_PROBLEM TO WORK ON:_
Every record is to be printed exactly as it appears.

[Stored items]
........

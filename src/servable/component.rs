use std::fmt;

use super::{Properties, Servable, escape_attr, set_property};

/// Tags that never carry content or a closing tag.
const VOID_TAGS: &[&str] = &["br", "hr", "img", "input", "link", "meta"];

/// A tagged markup node.
///
/// Renders as `<tag id="name" k="v"...>text children</tag>`. The `text`
/// property becomes inner content verbatim, so it may carry markup; every
/// other property is an escaped attribute in insertion order. An empty name
/// emits no `id`.
#[derive(Debug, Clone)]
pub struct Component {
    name: String,
    tag: String,
    properties: Properties,
    children: Vec<Box<dyn Servable>>,
}

impl Component {
    pub fn new(name: impl Into<String>, tag: impl Into<String>) -> Self {
        Self {
            name: name.into(),
            tag: tag.into(),
            properties: Properties::new(),
            children: Vec::new(),
        }
    }

    pub fn tag(&self) -> &str {
        &self.tag
    }

    /// Builder form of [`set_property`].
    pub fn with(mut self, key: impl Into<String>, value: impl fmt::Display) -> Self {
        set_property(&mut self, key, value);
        self
    }

    pub fn text(self, text: impl fmt::Display) -> Self {
        self.with("text", text)
    }

    /// Builder form of [`Component::push`].
    pub fn child<S: Servable + 'static>(mut self, child: S) -> Self {
        self.push(child);
        self
    }

    /// Appends a child after the existing ones.
    pub fn push<S: Servable + 'static>(&mut self, child: S) -> &mut Self {
        self.children.push(Box::new(child));
        self
    }

    pub fn push_boxed(&mut self, child: Box<dyn Servable>) -> &mut Self {
        self.children.push(child);
        self
    }

    /// Appends several children, keeping the iterator's order.
    pub fn extend<I>(&mut self, children: I) -> &mut Self
    where
        I: IntoIterator<Item = Box<dyn Servable>>,
    {
        self.children.extend(children);
        self
    }

    pub fn children(&self) -> &[Box<dyn Servable>] {
        &self.children
    }

    pub fn children_mut(&mut self) -> &mut Vec<Box<dyn Servable>> {
        &mut self.children
    }

    fn is_void(&self) -> bool {
        VOID_TAGS.contains(&self.tag.as_str())
    }
}

impl Servable for Component {
    fn name(&self) -> &str {
        &self.name
    }

    fn properties(&self) -> &Properties {
        &self.properties
    }

    fn properties_mut(&mut self) -> &mut Properties {
        &mut self.properties
    }

    fn render_into(&self, out: &mut String) {
        out.push('<');
        out.push_str(&self.tag);

        if !self.name.is_empty() {
            out.push_str(" id=\"");
            escape_attr(&self.name, out);
            out.push('"');
        }

        for (key, value) in self.properties.iter().filter(|(k, _)| *k != "text") {
            out.push(' ');
            out.push_str(key);
            out.push_str("=\"");
            escape_attr(value, out);
            out.push('"');
        }
        out.push('>');

        if self.is_void() {
            return;
        }

        if let Some(text) = self.properties.get("text") {
            out.push_str(text);
        }
        for child in &self.children {
            child.render_into(out);
        }

        out.push_str("</");
        out.push_str(&self.tag);
        out.push('>');
    }

    fn clone_box(&self) -> Box<dyn Servable> {
        Box::new(self.clone())
    }
}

........

_FINISHED TASK:_
filename src/servable/component.rs
use std::fmt;

use super::{Properties, Servable, escape_attr, set_property};

/// Tags that never carry content or a closing tag.
const VOID_TAGS: &[&str] = &["br", "hr", "img", "input", "link", "meta"];

/// A tagged markup node.
///
/// Renders as `<tag id="name" k="v"...>text children</tag>`. The `text`
/// property becomes inner content verbatim, so it may carry markup; every
/// other property is an escaped attribute in insertion order. An empty name
/// emits no `id`.
#[derive(Debug, Clone)]
pub struct Component {
    name: String,
    tag: String,
    properties: Properties,
    children: Vec<Box<dyn Servable>>,
}

impl Component {
    pub fn new(name: impl Into<String>, tag: impl Into<String>) -> Self {
        Self {
            name: name.into(),
            tag: tag.into(),
            properties: Properties::new(),
            children: Vec::new(),
        }
    }

    pub fn tag(&self) -> &str {
        &self.tag
    }

    /// Builder form of [`set_property`].
    pub fn with(mut self, key: impl Into<String>, value: impl fmt::Display) -> Self {
        set_property(&mut self, key, value);
        self
    }

    pub fn text(self, text: impl fmt::Display) -> Self {
        self.with("text", text)
    }

    /// Builder form of [`Component::push`].
    pub fn child<S: Servable + 'static>(mut self, child: S) -> Self {
        self.push(child);
        self
    }

    /// Appends a child after the existing ones.
    pub fn push<S: Servable + 'static>(&mut self, child: S) -> &mut Self {
        self.children.push(Box::new(child));
        self
    }

    pub fn push_boxed(&mut self, child: Box<dyn Servable>) -> &mut Self {
        self.children.push(child);
        self
    }

    /// Appends several children, keeping the iterator's order.
    pub fn extend<I>(&mut self, children: I) -> &mut Self
    where
        I: IntoIterator<Item = Box<dyn Servable>>,
    {
        self.children.extend(children);
        self
    }

    pub fn children(&self) -> &[Box<dyn Servable>] {
        &self.children
    }

    pub fn children_mut(&mut self) -> &mut Vec<Box<dyn Servable>> {
        &mut self.children
    }

    fn is_void(&self) -> bool {
        VOID_TAGS.contains(&self.tag.as_str())
    }
}

impl Servable for Component {
    fn name(&self) -> &str {
        &self.name
    }

    fn properties(&self) -> &Properties {
        &self.properties
    }

    fn properties_mut(&mut self) -> &mut Properties {
        &mut self.properties
    }

    fn render_into(&self, out: &mut String) {
        out.push('<');
        out.push_str(&self.tag);

        if !self.name.is_empty() {
            out.push_str(" id=\"");
            escape_attr(&self.name, out);
            out.push('"');
        }

        for (key, value) in self.properties.iter().filter(|(k, _)| *k != "text") {
            out.push(' ');
            out.push_str(key);
            out.push_str("=\"");
            escape_attr(value, out);
            out.push('"');
        }
        out.push('>');

        if self.is_void() {
            return;
        }

        if let Some(text) = self.properties.get("text") {
            out.push_str(text);
        }
        for child in &self.children {
            child.render_into(out);
        }

        out.push_str("</");
        out.push_str(&self.tag);
        out.push('>');
    }

    fn clone_box(&self) -> Box<dyn Servable> {
        Box::new(self.clone())
    }
}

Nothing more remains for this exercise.